Il programma espositivo 2026 include dimostrazioni pratiche, convegni tecnici e sessioni dedicate alle macchine e alle soluzioni digitali per la gestione degli allevamenti. Ci sarà un'area dedicata all'innovazione dove startup e fornitori presenteranno soluzioni di tracciabilità, automazione e monitoraggio sanitario. Sono previste tavole rotonde con veterinari, tecnici di allevamento e rappresentanti delle associazioni di categoria per discutere politiche di filiera e sostegni regionali. Il dialogo punta a mettere in relazione le esigenze degli allevatori con le opportunità offerte dai bandi 2026 e dai fondi per l'innovazione agricola.
Tra le attrazioni della fiera emergono competizioni di giudizio morfologico e dimostrazioni pratiche sul benessere animale, pensate per diffondere protocolli replicabili in azienda. L'organizzazione ha introdotto percorsi formativi per giovani allevatori e per operatori che intendono aggiornarsi sulle norme di certificazione e sulle tecniche di allevamento sostenibile. Saranno inoltre presenti spazi informativi per le misure di sicurezza biologica e per la prevenzione delle malattie trasmissibili negli allevamenti. programma dedicato agli allevatori sintetizza l'approccio formativo e operativo della manifestazione.

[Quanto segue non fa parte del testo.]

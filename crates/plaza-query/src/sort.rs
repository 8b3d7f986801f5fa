//! Sort keys for product listings.

use serde::{Deserialize, Serialize};

/// How a product list is ordered.
///
/// The wire form is the `sort` query parameter; any value outside the
/// recognized set behaves as the default (`Newest`) rather than being
/// rejected.
#[derive(Debug, Clone, Copy, PartialEq, Eq, Hash, Serialize, Deserialize, Default)]
pub enum SortKey {
    /// Price, low to high.
    PriceAsc,
    /// Price, high to low.
    PriceDesc,
    /// Most recently created first.
    #[default]
    Newest,
}

impl SortKey {
    /// Parse the `sort` query parameter, falling back to the default for
    /// unrecognized values.
    pub fn from_param(s: &str) -> Self {
        match s {
            "price-asc" => SortKey::PriceAsc,
            "price-desc" => SortKey::PriceDesc,
            _ => SortKey::Newest,
        }
    }

    /// The wire form used in URLs.
    pub fn as_str(&self) -> &'static str {
        match self {
            SortKey::PriceAsc => "price-asc",
            SortKey::PriceDesc => "price-desc",
            SortKey::Newest => "newest",
        }
    }

    /// The label shown in the sort dropdown.
    pub fn display_name(&self) -> &'static str {
        match self {
            SortKey::PriceAsc => "Price: Low to High",
            SortKey::PriceDesc => "Price: High to Low",
            SortKey::Newest => "Newest",
        }
    }

    /// All sort keys, in dropdown order.
    pub fn all() -> [SortKey; 3] {
        [SortKey::Newest, SortKey::PriceAsc, SortKey::PriceDesc]
    }
}

#[cfg(test)]
mod tests {
    use super::*;

    #[test]
    fn test_from_param_recognized() {
        assert_eq!(SortKey::from_param("price-asc"), SortKey::PriceAsc);
        assert_eq!(SortKey::from_param("price-desc"), SortKey::PriceDesc);
        assert_eq!(SortKey::from_param("newest"), SortKey::Newest);
    }

    #[test]
    fn test_from_param_fallback() {
        assert_eq!(SortKey::from_param(""), SortKey::Newest);
        assert_eq!(SortKey::from_param("rating"), SortKey::Newest);
        assert_eq!(SortKey::from_param("PRICE-ASC"), SortKey::Newest);
    }

    #[test]
    fn test_wire_round_trip() {
        for key in SortKey::all() {
            assert_eq!(SortKey::from_param(key.as_str()), key);
        }
    }

    #[test]
    fn test_default_is_newest() {
        assert_eq!(SortKey::default(), SortKey::Newest);
    }
}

1. Mostre e gare per bovini da carne e da latte, con giudici accreditati.
2. Area innovazione con soluzioni digitali, tracciabilità e automazione.

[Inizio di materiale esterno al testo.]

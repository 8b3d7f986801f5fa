//! Pagination controls.

use plaza_query::{PageResult, QueryParams};

use super::page_href;

/// How many numbered page links to show around the current page.
const MAX_VISIBLE_PAGES: usize = 5;

/// Render the pagination nav. Links preserve the current search and
/// sort; single-page results render nothing.
pub fn render_pagination<T>(page: &PageResult<T>, base_path: &str, params: &QueryParams) -> String {
    if page.total_pages <= 1 {
        return String::new();
    }

    let current = page.current_page;
    let window = page.page_numbers(MAX_VISIBLE_PAGES);

    let mut pages_html = String::new();

    if let Some(&first) = window.first() {
        if first > 1 {
            pages_html.push_str(&page_link(base_path, params, 1, current));
            if first > 2 {
                pages_html.push_str(r#"<span class="pagination-ellipsis">...</span>"#);
            }
        }
    }

    for &p in &window {
        pages_html.push_str(&page_link(base_path, params, p, current));
    }

    if let Some(&last) = window.last() {
        if last < page.total_pages {
            if last < page.total_pages - 1 {
                pages_html.push_str(r#"<span class="pagination-ellipsis">...</span>"#);
            }
            pages_html.push_str(&page_link(base_path, params, page.total_pages, current));
        }
    }

    let prev_link = if page.has_previous_page {
        format!(
            r#"<a href="{}" class="pagination-prev" aria-label="Previous page">&larr; Prev</a>"#,
            page_href(base_path, params, current - 1)
        )
    } else {
        r#"<span class="pagination-prev disabled">&larr; Prev</span>"#.to_string()
    };

    let next_link = if page.has_next_page {
        format!(
            r#"<a href="{}" class="pagination-next" aria-label="Next page">Next &rarr;</a>"#,
            page_href(base_path, params, current + 1)
        )
    } else {
        r#"<span class="pagination-next disabled">Next &rarr;</span>"#.to_string()
    };

    format!(
        r#"<nav class="pagination" aria-label="Product pages">
    {}
    <div class="pagination-pages">
        {}
    </div>
    {}
</nav>"#,
        prev_link, pages_html, next_link
    )
}

fn page_link(base_path: &str, params: &QueryParams, p: u32, current: u32) -> String {
    if p == current {
        format!(
            r#"<span class="pagination-page current" aria-current="page">{}</span>"#,
            p
        )
    } else {
        format!(
            r#"<a href="{}" class="pagination-page">{}</a>"#,
            page_href(base_path, params, p),
            p
        )
    }
}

3. Sessioni formative su benessere animale, biosicurezza e certificazioni.
Il contesto locale rimane elemento distintivo: l'evento vuole consolidare i legami tra imprese agricole, cooperative e mercati locali per promuovere prodotti zootecnici di qualità. I promotori puntano a incrementare la partecipazione interregionale attraverso accordi con associazioni di allevatori e con reti distributive. La fiera intende inoltre favorire l'incontro tra domanda e offerta di tecnologie, mettendo a disposizione aree dimostrative dove provare attrezzature e sistemi gestionali. Le partnership con enti di ricerca e istituti tecnici sono state rinnovate per il 2026, con focus su sperimentazioni applicative.

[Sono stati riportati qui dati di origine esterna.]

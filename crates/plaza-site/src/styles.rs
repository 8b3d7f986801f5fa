//! Shared stylesheet inlined into every page shell.

pub const SITE_STYLES: &str = r##"
:root {
    --brand: #2563eb;
    --bg: #f8fafc;
    --card-bg: #ffffff;
    --text: #1e293b;
    --text-muted: #64748b;
    --border: #e2e8f0;
}

* { box-sizing: border-box; margin: 0; padding: 0; }

body {
    font-family: -apple-system, BlinkMacSystemFont, 'Segoe UI', Roboto, sans-serif;
    background: var(--bg);
    color: var(--text);
    line-height: 1.5;
}

.site-header {
    display: flex;
    align-items: center;
    justify-content: space-between;
    padding: 1rem 2rem;
    background: var(--card-bg);
    border-bottom: 1px solid var(--border);
}

.site-header .logo {
    font-size: 1.5rem;
    font-weight: 700;
    color: var(--text);
    text-decoration: none;
}

main {
    max-width: 1200px;
    margin: 0 auto;
    padding: 2rem;
}

/* Vendor directory (home page) */
.vendor-grid {
    display: grid;
    grid-template-columns: repeat(auto-fill, minmax(280px, 1fr));
    gap: 1.5rem;
}

.vendor-card {
    display: block;
    background: var(--card-bg);
    border: 1px solid var(--border);
    border-radius: 12px;
    padding: 1.5rem;
    text-decoration: none;
    color: inherit;
    transition: box-shadow 0.2s;
}

.vendor-card:hover { box-shadow: 0 4px 12px rgba(0,0,0,0.1); }

.vendor-card img {
    width: 48px;
    height: 48px;
    border-radius: 8px;
    margin-bottom: 0.75rem;
}

.vendor-card h2 { font-size: 1.125rem; margin-bottom: 0.25rem; }
.vendor-card p { color: var(--text-muted); font-size: 0.9rem; }
.vendor-card .count { margin-top: 0.75rem; font-size: 0.8rem; color: var(--brand); }

/* Vendor page hero */
.vendor-hero {
    border-radius: 12px;
    padding: 3rem 2rem;
    margin-bottom: 2rem;
    background: var(--card-bg);
    border-left: 6px solid var(--brand);
}

.vendor-hero h1 { font-size: 2rem; margin-bottom: 0.5rem; }
.vendor-hero p { color: var(--text-muted); max-width: 60ch; }

/* Toolbar: search + sort + result count */
.toolbar {
    display: flex;
    flex-wrap: wrap;
    justify-content: space-between;
    align-items: center;
    gap: 1rem;
    margin-bottom: 1.5rem;
    padding-bottom: 1rem;
    border-bottom: 1px solid var(--border);
}

.search-form { display: flex; flex: 1; max-width: 420px; }

.search-form input {
    flex: 1;
    padding: 0.6rem 1rem;
    border: 1px solid var(--border);
    border-radius: 8px 0 0 8px;
    font-size: 1rem;
}

.search-form button {
    padding: 0.6rem 1.25rem;
    background: var(--brand);
    color: white;
    border: none;
    border-radius: 0 8px 8px 0;
    cursor: pointer;
}

.result-count { color: var(--text-muted); }

.sort-control select {
    padding: 0.5rem;
    border: 1px solid var(--border);
    border-radius: 6px;
    background: var(--card-bg);
}

/* Product grid */
.product-grid {
    display: grid;
    grid-template-columns: repeat(auto-fill, minmax(240px, 1fr));
    gap: 1.5rem;
}

.product-card {
    background: var(--card-bg);
    border: 1px solid var(--border);
    border-radius: 12px;
    overflow: hidden;
}

.product-image {
    aspect-ratio: 1;
    background: #f1f5f9;
}

.product-image img {
    width: 100%;
    height: 100%;
    object-fit: cover;
}

.product-info { padding: 1rem; }
.product-title { font-size: 1rem; font-weight: 500; margin-bottom: 0.25rem; }
.product-category { font-size: 0.8rem; color: var(--text-muted); margin-bottom: 0.5rem; }
.product-description { font-size: 0.875rem; color: var(--text-muted); margin-bottom: 0.75rem; }
.product-price { font-size: 1.125rem; font-weight: 700; }

/* Pagination */
.pagination {
    display: flex;
    justify-content: center;
    align-items: center;
    gap: 0.5rem;
    margin-top: 2rem;
    padding-top: 2rem;
    border-top: 1px solid var(--border);
}

.pagination-page, .pagination-prev, .pagination-next {
    padding: 0.5rem 1rem;
    border: 1px solid var(--border);
    border-radius: 6px;
    text-decoration: none;
    color: var(--text);
    background: var(--card-bg);
}

.pagination-page.current {
    background: var(--brand);
    color: white;
    border-color: var(--brand);
}

.pagination-ellipsis { padding: 0.5rem; color: var(--text-muted); }

.disabled { opacity: 0.5; cursor: not-allowed; }

/* Empty and not-found states */
.empty-state, .not-found {
    text-align: center;
    padding: 4rem 2rem;
    color: var(--text-muted);
}

.empty-state h2, .not-found h1 { color: var(--text); margin-bottom: 0.5rem; }
.not-found h1 { font-size: 3rem; }
.empty-state a, .not-found a { color: var(--brand); }

@media (max-width: 640px) {
    .toolbar { flex-direction: column; align-items: stretch; }
    .product-grid { grid-template-columns: repeat(2, 1fr); gap: 1rem; }
}
"##;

L'attenzione alla sostenibilità e al benessere animale è centrale nelle linee guida dell'edizione: i criteri di valutazione del premio includono parametri misurabili di salute, condizioni ambientali in stalla e pratiche gestionali che riducono l'impatto ambientale. Gli organizzatori hanno previsto stand informativi su incentivi e strumenti finanziari a sostegno della transizione verso sistemi più sostenibili. Gli operatori potranno confrontarsi direttamente con consulenti per progettare piani di adeguamento e accesso ai finanziamenti disponibili nel 2026.
La fiera di Oleggio si propone anche come piattaforma di rete per i giovani del settore, con borse di studio e workshop mirati all'imprenditorialità agricola. L'intento è favorire il ricambio generazionale e facilitare il trasferimento tecnologico nelle aziende zootecniche. Incontri con tecnologi e consulenti agronomi metteranno in luce casi di successo replicabili in altre realtà produttive. Il calendario completo delle iniziative e le modalità di iscrizione sono pubblicati dagli organizzatori per la partecipazione nazionale.